═══ Data to process ═══

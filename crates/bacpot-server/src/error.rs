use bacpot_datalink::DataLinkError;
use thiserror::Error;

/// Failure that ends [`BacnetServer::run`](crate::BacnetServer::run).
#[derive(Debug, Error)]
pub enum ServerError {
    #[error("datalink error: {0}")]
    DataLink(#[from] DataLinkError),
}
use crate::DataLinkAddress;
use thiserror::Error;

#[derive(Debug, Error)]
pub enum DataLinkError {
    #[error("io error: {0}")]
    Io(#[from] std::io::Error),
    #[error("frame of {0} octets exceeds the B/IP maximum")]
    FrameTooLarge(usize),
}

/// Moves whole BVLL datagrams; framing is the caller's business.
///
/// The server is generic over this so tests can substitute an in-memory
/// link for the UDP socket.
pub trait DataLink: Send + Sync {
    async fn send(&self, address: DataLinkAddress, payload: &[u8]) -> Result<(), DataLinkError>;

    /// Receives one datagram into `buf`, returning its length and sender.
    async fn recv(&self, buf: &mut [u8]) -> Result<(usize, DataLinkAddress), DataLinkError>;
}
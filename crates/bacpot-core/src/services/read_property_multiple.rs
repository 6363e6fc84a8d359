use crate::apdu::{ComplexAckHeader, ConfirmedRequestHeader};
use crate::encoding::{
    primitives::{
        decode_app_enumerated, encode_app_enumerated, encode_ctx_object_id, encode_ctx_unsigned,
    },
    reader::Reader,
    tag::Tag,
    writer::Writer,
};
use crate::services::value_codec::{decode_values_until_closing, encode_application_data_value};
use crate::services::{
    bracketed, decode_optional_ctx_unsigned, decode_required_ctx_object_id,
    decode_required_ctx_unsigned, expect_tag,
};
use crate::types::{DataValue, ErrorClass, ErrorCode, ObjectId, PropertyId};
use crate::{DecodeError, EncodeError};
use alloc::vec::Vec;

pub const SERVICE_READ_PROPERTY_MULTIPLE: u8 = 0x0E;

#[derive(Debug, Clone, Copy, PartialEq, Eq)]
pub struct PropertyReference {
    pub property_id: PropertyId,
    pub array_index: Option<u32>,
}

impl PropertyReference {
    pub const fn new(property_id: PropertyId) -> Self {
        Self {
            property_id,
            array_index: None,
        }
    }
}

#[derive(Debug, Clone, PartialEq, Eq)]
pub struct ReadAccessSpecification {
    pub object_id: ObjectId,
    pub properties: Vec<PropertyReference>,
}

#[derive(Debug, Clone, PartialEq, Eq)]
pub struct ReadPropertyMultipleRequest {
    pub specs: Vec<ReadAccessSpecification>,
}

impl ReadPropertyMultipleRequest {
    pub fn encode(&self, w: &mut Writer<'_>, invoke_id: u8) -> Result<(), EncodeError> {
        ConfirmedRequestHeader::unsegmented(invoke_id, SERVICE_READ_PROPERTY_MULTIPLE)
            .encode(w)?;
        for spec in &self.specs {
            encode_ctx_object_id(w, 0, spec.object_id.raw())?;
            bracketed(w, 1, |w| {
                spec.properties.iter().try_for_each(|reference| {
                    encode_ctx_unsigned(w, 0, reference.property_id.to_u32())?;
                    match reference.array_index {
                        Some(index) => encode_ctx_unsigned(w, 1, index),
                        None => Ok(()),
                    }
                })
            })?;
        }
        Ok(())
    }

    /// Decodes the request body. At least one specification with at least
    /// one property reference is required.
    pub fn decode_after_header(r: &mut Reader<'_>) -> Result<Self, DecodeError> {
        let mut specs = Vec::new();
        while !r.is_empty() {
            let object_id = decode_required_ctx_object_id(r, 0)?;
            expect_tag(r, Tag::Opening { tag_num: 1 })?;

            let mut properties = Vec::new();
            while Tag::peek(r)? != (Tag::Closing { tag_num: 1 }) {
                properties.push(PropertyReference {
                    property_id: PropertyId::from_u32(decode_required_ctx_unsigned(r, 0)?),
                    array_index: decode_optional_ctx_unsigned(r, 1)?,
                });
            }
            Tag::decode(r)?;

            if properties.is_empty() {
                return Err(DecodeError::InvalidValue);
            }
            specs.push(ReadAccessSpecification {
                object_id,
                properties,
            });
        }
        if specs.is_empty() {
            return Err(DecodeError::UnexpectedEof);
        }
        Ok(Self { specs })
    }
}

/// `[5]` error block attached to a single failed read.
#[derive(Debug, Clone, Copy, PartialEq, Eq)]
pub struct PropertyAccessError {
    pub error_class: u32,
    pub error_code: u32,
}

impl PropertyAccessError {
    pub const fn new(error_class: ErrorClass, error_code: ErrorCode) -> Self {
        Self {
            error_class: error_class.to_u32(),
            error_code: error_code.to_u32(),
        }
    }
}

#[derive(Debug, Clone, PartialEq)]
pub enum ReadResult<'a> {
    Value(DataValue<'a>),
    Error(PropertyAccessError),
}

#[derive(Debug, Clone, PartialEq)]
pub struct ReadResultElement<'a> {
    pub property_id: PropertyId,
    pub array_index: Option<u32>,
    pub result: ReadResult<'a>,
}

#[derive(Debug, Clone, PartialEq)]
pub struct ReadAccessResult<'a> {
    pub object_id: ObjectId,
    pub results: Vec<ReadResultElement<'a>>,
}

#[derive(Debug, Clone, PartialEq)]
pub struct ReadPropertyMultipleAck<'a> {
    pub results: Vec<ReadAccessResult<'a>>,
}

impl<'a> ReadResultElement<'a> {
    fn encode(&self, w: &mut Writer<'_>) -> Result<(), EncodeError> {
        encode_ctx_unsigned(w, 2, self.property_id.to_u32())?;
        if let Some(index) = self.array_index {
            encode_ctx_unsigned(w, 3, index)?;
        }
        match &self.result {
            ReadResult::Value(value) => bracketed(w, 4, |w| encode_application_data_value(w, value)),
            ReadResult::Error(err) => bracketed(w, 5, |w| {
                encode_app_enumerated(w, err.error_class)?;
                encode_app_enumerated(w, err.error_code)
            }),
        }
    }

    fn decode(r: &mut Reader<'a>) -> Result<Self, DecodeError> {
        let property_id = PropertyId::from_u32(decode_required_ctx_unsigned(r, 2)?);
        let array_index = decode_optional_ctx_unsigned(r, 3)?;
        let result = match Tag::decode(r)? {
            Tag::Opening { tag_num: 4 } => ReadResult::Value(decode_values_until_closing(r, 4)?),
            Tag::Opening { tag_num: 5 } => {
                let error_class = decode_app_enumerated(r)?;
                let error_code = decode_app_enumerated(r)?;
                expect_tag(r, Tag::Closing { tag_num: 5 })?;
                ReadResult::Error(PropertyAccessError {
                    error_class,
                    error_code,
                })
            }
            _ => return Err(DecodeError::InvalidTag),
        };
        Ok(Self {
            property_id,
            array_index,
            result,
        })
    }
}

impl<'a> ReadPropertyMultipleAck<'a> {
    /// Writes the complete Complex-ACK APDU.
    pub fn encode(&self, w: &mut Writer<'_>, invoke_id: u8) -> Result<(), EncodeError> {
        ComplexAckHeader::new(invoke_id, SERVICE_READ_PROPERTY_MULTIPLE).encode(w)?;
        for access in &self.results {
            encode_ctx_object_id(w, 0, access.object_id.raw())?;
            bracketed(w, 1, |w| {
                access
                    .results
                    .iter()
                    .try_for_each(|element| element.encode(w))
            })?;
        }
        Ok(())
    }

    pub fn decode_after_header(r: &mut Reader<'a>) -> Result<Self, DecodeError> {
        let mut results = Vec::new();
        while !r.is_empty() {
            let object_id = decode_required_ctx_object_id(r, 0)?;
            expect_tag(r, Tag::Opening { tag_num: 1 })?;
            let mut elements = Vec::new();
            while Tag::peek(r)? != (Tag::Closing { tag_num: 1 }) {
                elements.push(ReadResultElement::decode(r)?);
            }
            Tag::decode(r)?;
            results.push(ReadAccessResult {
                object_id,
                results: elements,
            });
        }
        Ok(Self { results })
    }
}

═══

Activity
The whole of the data is to be returned with every line intact.

Response for this exercise
filename crates/bacpot-server/src/error.rs
use bacpot_datalink::DataLinkError;
use thiserror::Error;

/// Failure that ends [`BacnetServer::run`](crate::BacnetServer::run).
#[derive(Debug, Error)]
pub enum ServerError {
    #[error("datalink error: {0}")]
    DataLink(#[from] DataLinkError),
}
use crate::DataLinkAddress;
use thiserror::Error;

#[derive(Debug, Error)]
pub enum DataLinkError {
    #[error("io error: {0}")]
    Io(#[from] std::io::Error),
    #[error("frame of {0} octets exceeds the B/IP maximum")]
    FrameTooLarge(usize),
}

/// Moves whole BVLL datagrams; framing is the caller's business.
///
/// The server is generic over this so tests can substitute an in-memory
/// link for the UDP socket.
pub trait DataLink: Send + Sync {
    async fn send(&self, address: DataLinkAddress, payload: &[u8]) -> Result<(), DataLinkError>;

    /// Receives one datagram into `buf`, returning its length and sender.
    async fn recv(&self, buf: &mut [u8]) -> Result<(usize, DataLinkAddress), DataLinkError>;
}
filename crates/bacpot-core/src/services/read_property_multiple.rs
repository 6363e6fc84a8d359
use crate::apdu::{ComplexAckHeader, ConfirmedRequestHeader};
use crate::encoding::{
    primitives::{
        decode_app_enumerated, encode_app_enumerated, encode_ctx_object_id, encode_ctx_unsigned,
    },
    reader::Reader,
    tag::Tag,
    writer::Writer,
};
use crate::services::value_codec::{decode_values_until_closing, encode_application_data_value};
use crate::services::{
    bracketed, decode_optional_ctx_unsigned, decode_required_ctx_object_id,
    decode_required_ctx_unsigned, expect_tag,
};
use crate::types::{DataValue, ErrorClass, ErrorCode, ObjectId, PropertyId};
use crate::{DecodeError, EncodeError};
use alloc::vec::Vec;

pub const SERVICE_READ_PROPERTY_MULTIPLE: u8 = 0x0E;

#[derive(Debug, Clone, Copy, PartialEq, Eq)]
pub struct PropertyReference {
    pub property_id: PropertyId,
    pub array_index: Option<u32>,
}

impl PropertyReference {
    pub const fn new(property_id: PropertyId) -> Self {
        Self {
            property_id,
            array_index: None,
        }
    }
}

#[derive(Debug, Clone, PartialEq, Eq)]
pub struct ReadAccessSpecification {
    pub object_id: ObjectId,
    pub properties: Vec<PropertyReference>,
}

#[derive(Debug, Clone, PartialEq, Eq)]
pub struct ReadPropertyMultipleRequest {
    pub specs: Vec<ReadAccessSpecification>,
}

impl ReadPropertyMultipleRequest {
    pub fn encode(&self, w: &mut Writer<'_>, invoke_id: u8) -> Result<(), EncodeError> {
        ConfirmedRequestHeader::unsegmented(invoke_id, SERVICE_READ_PROPERTY_MULTIPLE)
            .encode(w)?;
        for spec in &self.specs {
            encode_ctx_object_id(w, 0, spec.object_id.raw())?;
            bracketed(w, 1, |w| {
                spec.properties.iter().try_for_each(|reference| {
                    encode_ctx_unsigned(w, 0, reference.property_id.to_u32())?;
                    match reference.array_index {
                        Some(index) => encode_ctx_unsigned(w, 1, index),
                        None => Ok(()),
                    }
                })
            })?;
        }
        Ok(())
    }

    /// Decodes the request body. At least one specification with at least
    /// one property reference is required.
    pub fn decode_after_header(r: &mut Reader<'_>) -> Result<Self, DecodeError> {
        let mut specs = Vec::new();
        while !r.is_empty() {
            let object_id = decode_required_ctx_object_id(r, 0)?;
            expect_tag(r, Tag::Opening { tag_num: 1 })?;

            let mut properties = Vec::new();
            while Tag::peek(r)? != (Tag::Closing { tag_num: 1 }) {
                properties.push(PropertyReference {
                    property_id: PropertyId::from_u32(decode_required_ctx_unsigned(r, 0)?),
                    array_index: decode_optional_ctx_unsigned(r, 1)?,
                });
            }
            Tag::decode(r)?;

            if properties.is_empty() {
                return Err(DecodeError::InvalidValue);
            }
            specs.push(ReadAccessSpecification {
                object_id,
                properties,
            });
        }
        if specs.is_empty() {
            return Err(DecodeError::UnexpectedEof);
        }
        Ok(Self { specs })
    }
}

/// `[5]` error block attached to a single failed read.
#[derive(Debug, Clone, Copy, PartialEq, Eq)]
pub struct PropertyAccessError {
    pub error_class: u32,
    pub error_code: u32,
}

impl PropertyAccessError {
    pub const fn new(error_class: ErrorClass, error_code: ErrorCode) -> Self {
        Self {
            error_class: error_class.to_u32(),
            error_code: error_code.to_u32(),
        }
    }
}

#[derive(Debug, Clone, PartialEq)]
pub enum ReadResult<'a> {
    Value(DataValue<'a>),
    Error(PropertyAccessError),
}

#[derive(Debug, Clone, PartialEq)]
pub struct ReadResultElement<'a> {
    pub property_id: PropertyId,
    pub array_index: Option<u32>,
    pub result: ReadResult<'a>,
}

#[derive(Debug, Clone, PartialEq)]
pub struct ReadAccessResult<'a> {
    pub object_id: ObjectId,
    pub results: Vec<ReadResultElement<'a>>,
}

#[derive(Debug, Clone, PartialEq)]
pub struct ReadPropertyMultipleAck<'a> {
    pub results: Vec<ReadAccessResult<'a>>,
}

impl<'a> ReadResultElement<'a> {
    fn encode(&self, w: &mut Writer<'_>) -> Result<(), EncodeError> {
        encode_ctx_unsigned(w, 2, self.property_id.to_u32())?;
        if let Some(index) = self.array_index {
            encode_ctx_unsigned(w, 3, index)?;
        }
        match &self.result {
            ReadResult::Value(value) => bracketed(w, 4, |w| encode_application_data_value(w, value)),
            ReadResult::Error(err) => bracketed(w, 5, |w| {
                encode_app_enumerated(w, err.error_class)?;
                encode_app_enumerated(w, err.error_code)
            }),
        }
    }

    fn decode(r: &mut Reader<'a>) -> Result<Self, DecodeError> {
        let property_id = PropertyId::from_u32(decode_required_ctx_unsigned(r, 2)?);
        let array_index = decode_optional_ctx_unsigned(r, 3)?;
        let result = match Tag::decode(r)? {
            Tag::Opening { tag_num: 4 } => ReadResult::Value(decode_values_until_closing(r, 4)?),
            Tag::Opening { tag_num: 5 } => {
                let error_class = decode_app_enumerated(r)?;
                let error_code = decode_app_enumerated(r)?;
                expect_tag(r, Tag::Closing { tag_num: 5 })?;
                ReadResult::Error(PropertyAccessError {
                    error_class,
                    error_code,
                })
            }
            _ => return Err(DecodeError::InvalidTag),
        };
        Ok(Self {
            property_id,
            array_index,
            result,
        })
    }
}

impl<'a> ReadPropertyMultipleAck<'a> {
    /// Writes the complete Complex-ACK APDU.
    pub fn encode(&self, w: &mut Writer<'_>, invoke_id: u8) -> Result<(), EncodeError> {
        ComplexAckHeader::new(invoke_id, SERVICE_READ_PROPERTY_MULTIPLE).encode(w)?;
        for access in &self.results {
            encode_ctx_object_id(w, 0, access.object_id.raw())?;
            bracketed(w, 1, |w| {
                access
                    .results
                    .iter()
                    .try_for_each(|element| element.encode(w))
            })?;
        }
        Ok(())
    }

    pub fn decode_after_header(r: &mut Reader<'a>) -> Result<Self, DecodeError> {
        let mut results = Vec::new();
        while !r.is_empty() {
            let object_id = decode_required_ctx_object_id(r, 0)?;
            expect_tag(r, Tag::Opening { tag_num: 1 })?;
            let mut elements = Vec::new();
            while Tag::peek(r)? != (Tag::Closing { tag_num: 1 }) {
                elements.push(ReadResultElement::decode(r)?);
            }
            Tag::decode(r)?;
            results.push(ReadAccessResult {
                object_id,
                results: elements,
            });
        }
        Ok(Self { results })
    }
}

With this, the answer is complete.